# Tour durch den Spessart in die Rhön



## Franken_biker (4. Januar 2010)

Hallo,
da ich z.Z eine Mehrtagestour durch den Spessart in die Rhön plane und mich dort leider noch nicht sehr gut auskenne, bin ich auf der Suche nach Tipps/Streckenvorschlägen/Übernachtungsempfehlungen/......
Die Tour beginnt voraussichtlich stück westlich von Lohr am Main, NW-lich an Hammelburg und Bad Neustadt an der Saale vorbei durch/über die Rhön bis etwa Bad Salzungen.

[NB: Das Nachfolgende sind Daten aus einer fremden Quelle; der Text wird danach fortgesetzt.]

pub mod page;

use std::time::Duration;

use async_trait::async_trait;
use thiserror::Error;

use courier_common::types::{DateKey, FetchOutcome};

pub use page::{ExtractError, find_dated_content};

/// Lookup of the content published for a date.
///
/// Implementations must be safe to call repeatedly: a lookup only reads.
/// Every failure is folded into [`FetchOutcome::Error`] so the controller can
/// treat it like "not yet published".
#[async_trait]
pub trait ContentFetcher: Send + Sync {
    async fn fetch(&self, date_key: DateKey) -> FetchOutcome;

    /// Human-readable name for logs (e.g., "page").
    fn name(&self) -> &'static str;
}

/// Transport-level lookup failures.
#[derive(Debug, Error)]
pub enum FetchError {
    #[error("timeout after {0:?} while reading {1}")]
    Timeout(Duration, String),

    #[error("HTTP error reading {url}: {source}")]
    Http {
        url: String,
        source: reqwest::Error,
    },

    #[error("{url} answered with status {status}")]
    Status {
        url: String,
        status: reqwest::StatusCode,
    },
}

/// Reads the source page over HTTP and looks for the dated container.
pub struct PageFetcher {
    client: reqwest::Client,
    source_url: String,
    timeout: Duration,
}

impl PageFetcher {
    pub fn new(source_url: impl Into<String>, timeout: Duration) -> Result<Self, FetchError> {
        let source_url = source_url.into();
        let client = reqwest::Client::builder()
            .timeout(timeout)
            .build()
            .map_err(|source| FetchError::Http {
                url: source_url.clone(),
                source,
            })?;

        Ok(Self {
            client,
            source_url,
            timeout,
        })
    }

    /// GET the source page, bounded by the fixed timeout.
    async fn read_page(&self) -> Result<String, FetchError> {
        let request = async {
            let response = self
                .client
                .get(&self.source_url)
                .send()
                .await
                .map_err(|e| self.classify(e))?;

            let status = response.status();
            if !status.is_success() {
                return Err(FetchError::Status {
                    url: self.source_url.clone(),
                    status,
                });
            }

            response.text().await.map_err(|e| self.classify(e))
        };

        // The client timeout covers each phase; this bounds the whole lookup.
        tokio::time::timeout(self.timeout, request)
            .await
            .map_err(|_| FetchError::Timeout(self.timeout, self.source_url.clone()))?
    }

    fn classify(&self, source: reqwest::Error) -> FetchError {
        if source.is_timeout() {
            FetchError::Timeout(self.timeout, self.source_url.clone())
        } else {
            FetchError::Http {
                url: self.source_url.clone(),
                source,
            }
        }
    }
}

#[async_trait]
impl ContentFetcher for PageFetcher {
    async fn fetch(&self, date_key: DateKey) -> FetchOutcome {
        let html = match self.read_page().await {
            Ok(html) => html,
            Err(e) => {
                tracing::debug!(date_key = %date_key, error = %e, "Source page unavailable");
                return FetchOutcome::Error(e.to_string());
            }
        };

        match find_dated_content(&html, date_key) {
            Ok(Some(content)) => FetchOutcome::Found(content),
            Ok(None) => FetchOutcome::NotFound,
            Err(e) => {
                tracing::debug!(date_key = %date_key, error = %e, "Dated container unreadable");
                FetchOutcome::Error(e.to_string())
            }
        }
    }

    fn name(&self) -> &'static str {
        "page"
    }
}

#[cfg(test)]
mod tests {
    use super::*;

    #[tokio::test]
    async fn test_unreachable_source_is_error() {
        // Port 9 (discard) on localhost is closed in test environments.
        let fetcher =
            PageFetcher::new("http://127.0.0.1:9/", Duration::from_millis(500)).unwrap();
        let outcome = fetcher.fetch("2023-03-07".parse().unwrap()).await;
        assert!(matches!(outcome, FetchOutcome::Error(_)));
    }
}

Da ein paar Bekannte (=MTB-Neulinge) mitfahren wollen, sollte die Tour nicht zu Hm-lastig sein. Der Spass und das Erleben....äh Er-RAD-eln der Strecke/Landschaft steht dabei im Vordergrund.
Freue mich über jeden Tipp.
Frohes Schrauben (für die nächste Saison )


----------



## _Deathstar_ (13. Januar 2010)

Hallo Franken_biker,

Einen schönen Start hast Du mit dem Spessartweg 1 der dich bis nach Gemünden führt. Von dort aus kannst Du zum Schoppen Franz fahren und eine kleine Rast einlegen um dann gestärkt Richtung Hammelburg aufzubrechen!

Hier mal ein paar Links:
http://www.spessartweg.de/
http://www.schoppenfranz.de/ueberuns/anfahrt/index.html
http://www.bikemap.net/route/164342


Grüße

Deathstar


----------



## MTB-News.de




----------



## Franken_biker (20. April 2010)

Hallo,

nach vielen Wochen der Planungsphase geht es nun an das 
Befahren der einzelnen Tagesetappen..... am kommenden Wochenende
von Rothenbuch über Bayerische Schanz, Burgsinn zum Würzburger Haus (2 Tagesetappen).
Da ich mich dort leider nicht auskenne, freue ich mich über Tipps/Empfehlungen. 
Z.B. weiß ich noch nicht genau wie ich von Rothenbuch nach Ruppertshütten fahren kann, ohne dabei allzuviel Straßenanteil zu haben, soll ja schliesslich eine MTB-Tour werden.
Wo kann man in Ruppertshütten/Fellen/Burgsinn gut & günstig übernachten?
"Kette rechts"!


----------